---- Dataset extract
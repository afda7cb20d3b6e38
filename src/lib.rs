//! sconvert - JSON/JSONL TO SERVING FORMAT CONVERTER
//!
//! 대화 학습 데이터(JSON / JSONL / 파트 파일)를 검증하고 서빙 시스템이
//! 소비하는 정규화된 JSONL 포맷으로 변환하는 고성능 CLI 도구입니다.
//! 입력 파일 하나마다 출력 파일 하나를 생성합니다.
//!
//! # 주요 기능
//!
//! - 🔍 **구조 자동 판별**: 단일 JSON 문서 / 레코드 배열 / JSONL을 선행 바이트로 판별
//! - 🌊 **스트리밍 파싱**: 대용량 배열 파일을 전체 적재 없이 요소 단위로 처리
//! - 🚀 **병렬 처리**: Rayon을 활용한 파일 단위 멀티스레드 변환
//! - 🛡️ **레코드 격리**: 잘못된 레코드는 위치/사유만 기록하고 배치는 계속 진행
//! - 🎯 **스키마 선택**: strict(`id`/`conversations`) / legacy(`raw_data.data`) 지원
//! - 📊 **상세 통계**: 파일별 레코드 수, 변환 성공/실패, 입출력 용량 표시
//! - 🎨 **컬러 출력**: 가독성 높은 컬러 터미널 출력
//!
//! # 예제
//!
//! ```bash
//! # 기본 사용법 (config.json 또는 data/input → data/output)
//! sconvert -i ./data/input -o ./data/output
//!
//! # 파일당 1000 레코드까지만 변환
//! sconvert -i ./data/input -m 1000
//!
//! # strict 스키마만 허용
//! sconvert -i ./data/input --schema strict
//! ```

pub mod batch;
pub mod cli;
pub mod config;
pub mod detector;
pub mod discovery;
pub mod error;
pub mod processor;
pub mod schema;
pub mod serving;
pub mod stats;

// Re-exports for convenient access
pub use batch::{output_path_for, run_batch};
pub use cli::Args;
pub use config::Config;
pub use detector::{detect, ContentKind, RecordPosition};
pub use discovery::collect_input_files;
pub use error::{Result, SconvertError};
pub use processor::{process_file, FileReport, ProcessOptions, RecordFailure};
pub use schema::{validate, RecordError, SchemaMode, ValidatedRecord};
pub use serving::{to_serving, ServingRecord, ServingTurn};
pub use stats::{format_bytes, BatchSummary};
--------
• **Task objective**
Write the data above out again in full, exactly.

• **Task result**
repository afda7cb20d3b6e38
filename src/lib.rs
//! sconvert - JSON/JSONL TO SERVING FORMAT CONVERTER
//!
//! 대화 학습 데이터(JSON / JSONL / 파트 파일)를 검증하고 서빙 시스템이
//! 소비하는 정규화된 JSONL 포맷으로 변환하는 고성능 CLI 도구입니다.
//! 입력 파일 하나마다 출력 파일 하나를 생성합니다.
//!
//! # 주요 기능
//!
//! - 🔍 **구조 자동 판별**: 단일 JSON 문서 / 레코드 배열 / JSONL을 선행 바이트로 판별
//! - 🌊 **스트리밍 파싱**: 대용량 배열 파일을 전체 적재 없이 요소 단위로 처리
//! - 🚀 **병렬 처리**: Rayon을 활용한 파일 단위 멀티스레드 변환
//! - 🛡️ **레코드 격리**: 잘못된 레코드는 위치/사유만 기록하고 배치는 계속 진행
//! - 🎯 **스키마 선택**: strict(`id`/`conversations`) / legacy(`raw_data.data`) 지원
//! - 📊 **상세 통계**: 파일별 레코드 수, 변환 성공/실패, 입출력 용량 표시
//! - 🎨 **컬러 출력**: 가독성 높은 컬러 터미널 출력
//!
//! # 예제
//!
//! ```bash
//! # 기본 사용법 (config.json 또는 data/input → data/output)
//! sconvert -i ./data/input -o ./data/output
//!
//! # 파일당 1000 레코드까지만 변환
//! sconvert -i ./data/input -m 1000
//!
//! # strict 스키마만 허용
//! sconvert -i ./data/input --schema strict
//! ```

pub mod batch;
pub mod cli;
pub mod config;
pub mod detector;
pub mod discovery;
pub mod error;
pub mod processor;
pub mod schema;
pub mod serving;
pub mod stats;

// Re-exports for convenient access
pub use batch::{output_path_for, run_batch};
pub use cli::Args;
pub use config::Config;
pub use detector::{detect, ContentKind, RecordPosition};
pub use discovery::collect_input_files;
pub use error::{Result, SconvertError};
pub use processor::{process_file, FileReport, ProcessOptions, RecordFailure};
pub use schema::{validate, RecordError, SchemaMode, ValidatedRecord};
pub use serving::{to_serving, ServingRecord, ServingTurn};
pub use stats::{format_bytes, BatchSummary};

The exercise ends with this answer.